§ **What you need to do**
Start at the line in the entries below that contains "let config_builder = Qdrant::from_url(&config.url);", stop at the line that contains "pub async fn open(config: QdrantConfig)", and output exactly the lines in that span, both ends included.

__________

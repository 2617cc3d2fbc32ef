use crate::chunking::TextChunk;
use crate::document::{DocumentMetadata, SourceType};
use crate::embeddings::Embedding;
use crate::vector_store::{ScoredChunk, StoredChunk, VectorStore};
use anyhow::{Context, Result};
use async_trait::async_trait;
use log::{debug, warn};
use qdrant_client::qdrant::{
    CountPointsBuilder, CreateCollectionBuilder, Distance, PointStruct, SearchPointsBuilder,
    UpsertPointsBuilder, Value, VectorParams,
};
use qdrant_client::{Payload, Qdrant};
use serde_json::json;
use std::collections::HashMap;
use std::path::PathBuf;
use tokio::sync::Mutex;
use uuid::Uuid;

pub const DEFAULT_QDRANT_URL: &str = "http://localhost:6334";
pub const DEFAULT_COLLECTION: &str = "support_rag";

/// Configuration for Qdrant
#[derive(Debug, Clone, PartialEq)]
pub struct QdrantConfig {
    pub url: String,
    pub api_key: Option<String>,
    pub collection: String,
}

/// Vector store backed by a single Qdrant collection
pub struct QdrantStore {
    client: Qdrant,
    collection: String,
    /// Whether the collection is known to exist
    ready: Mutex<bool>,
}

impl QdrantStore {
    /// Create a client without touching the server. The collection is created
    /// lazily on the first `add`.
    pub fn connect(config: QdrantConfig) -> Result<Self> {
        let config_builder = Qdrant::from_url(&config.url);
        let config_builder = if let Some(api_key) = config.api_key {
            config_builder.api_key(api_key)
        } else {
            config_builder
        };

        let client = config_builder
            .build()
            .with_context(|| format!("Failed to initialize Qdrant client for {}", config.url))?;

        Ok(QdrantStore {
            client,
            collection: config.collection,
            ready: Mutex::new(false),
        })
    }

    /// Connect to an existing collection, `None` if it has not been created
    pub async fn open(config: QdrantConfig) -> Result<Option<Self>> {
        let store = Self::connect(config)?;
        if !store.collection_exists().await? {
            return Ok(None);
        }
        *store.ready.lock().await = true;
        Ok(Some(store))
    }

    /// Check if the collection exists
    pub async fn collection_exists(&self) -> Result<bool> {
        self.client
            .collection_exists(self.collection.as_str())
            .await
            .with_context(|| format!("Failed to check collection {}", self.collection))
    }

    async fn ensure_collection(&self, vector_size: u64) -> Result<()> {
        let mut ready = self.ready.lock().await;
        if *ready {
            return Ok(());
        }

        if !self.collection_exists().await? {
            let create_collection = CreateCollectionBuilder::new(self.collection.clone())
                .vectors_config(VectorParams {
                    size: vector_size,
                    distance: Distance::Cosine.into(),
                    ..Default::default()
                });

            self.client
                .create_collection(create_collection)
                .await
                .with_context(|| format!("Failed to create collection {}", self.collection))?;
            debug!("Created collection {}", self.collection);
        }

        *ready = true;
        Ok(())
    }
}

#[async_trait]
impl VectorStore for QdrantStore {
    async fn add(&self, entries: Vec<(TextChunk, Embedding)>) -> Result<()> {
        let Some(vector_size) = entries.first().map(|(_, e)| e.dimension() as u64) else {
            return Ok(());
        };
        self.ensure_collection(vector_size).await?;

        let points = entries
            .into_iter()
            .map(|(chunk, embedding)| {
                let payload = Payload::try_from(json!({
                    "content": chunk.text,
                    "source": chunk.metadata.source,
                    "type": chunk.metadata.source_type,
                    "path": chunk.metadata.path,
                    "start_position": chunk.start_position,
                }))?;
                Ok(PointStruct::new(
                    Uuid::new_v4().to_string(),
                    embedding.values,
                    payload,
                ))
            })
            .collect::<Result<Vec<PointStruct>>>()?;

        self.client
            .upsert_points(UpsertPointsBuilder::new(self.collection.clone(), points).wait(true))
            .await
            .with_context(|| format!("Failed to upsert points in collection {}", self.collection))?;

        Ok(())
    }

    async fn similarity_search(&self, query: &Embedding, limit: usize) -> Result<Vec<ScoredChunk>> {
        let search_request =
            SearchPointsBuilder::new(self.collection.clone(), query.values.clone(), limit as u64)
                .with_payload(true);

        let search_response = self
            .client
            .search_points(search_request)
            .await
            .with_context(|| format!("Failed to search collection {}", self.collection))?;

        let chunks = search_response
            .result
            .into_iter()
            .filter_map(|scored_point| {
                let score = scored_point.score;
                let chunk = stored_chunk_from_payload(&scored_point.payload);
                if chunk.is_none() {
                    warn!("Skipping point without content in {}", self.collection);
                }
                chunk.map(|chunk| ScoredChunk { chunk, score })
            })
            .collect();

        Ok(chunks)
    }

    async fn count(&self) -> Result<usize> {
        let response = self
            .client
            .count(CountPointsBuilder::new(self.collection.clone()).exact(true))
            .await
            .with_context(|| format!("Failed to count points in {}", self.collection))?;

        Ok(response.result.map(|r| r.count as usize).unwrap_or(0))
    }
}

/// Rebuild a chunk from the payload written by `add`
fn stored_chunk_from_payload(payload: &HashMap<String, Value>) -> Option<StoredChunk> {
    let text_field = |key: &str| payload.get(key).and_then(|v| v.as_str()).cloned();

    let content = text_field("content")?;
    let source_type = match text_field("type").as_deref() {
        Some("webpage") => SourceType::Webpage,
        _ => SourceType::Pdf,
    };

    Some(StoredChunk {
        content,
        metadata: DocumentMetadata {
            source: text_field("source").unwrap_or_default(),
            source_type,
            path: PathBuf::from(text_field("path").unwrap_or_default()),
        },
    })
}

__________

§ **Answer box**
        let config_builder = Qdrant::from_url(&config.url);
        let config_builder = if let Some(api_key) = config.api_key {
            config_builder.api_key(api_key)
        } else {
            config_builder
        };

        let client = config_builder
            .build()
            .with_context(|| format!("Failed to initialize Qdrant client for {}", config.url))?;

        Ok(QdrantStore {
            client,
            collection: config.collection,
            ready: Mutex::new(false),
        })
    }

    /// Connect to an existing collection, `None` if it has not been created
    pub async fn open(config: QdrantConfig) -> Result<Option<Self>> {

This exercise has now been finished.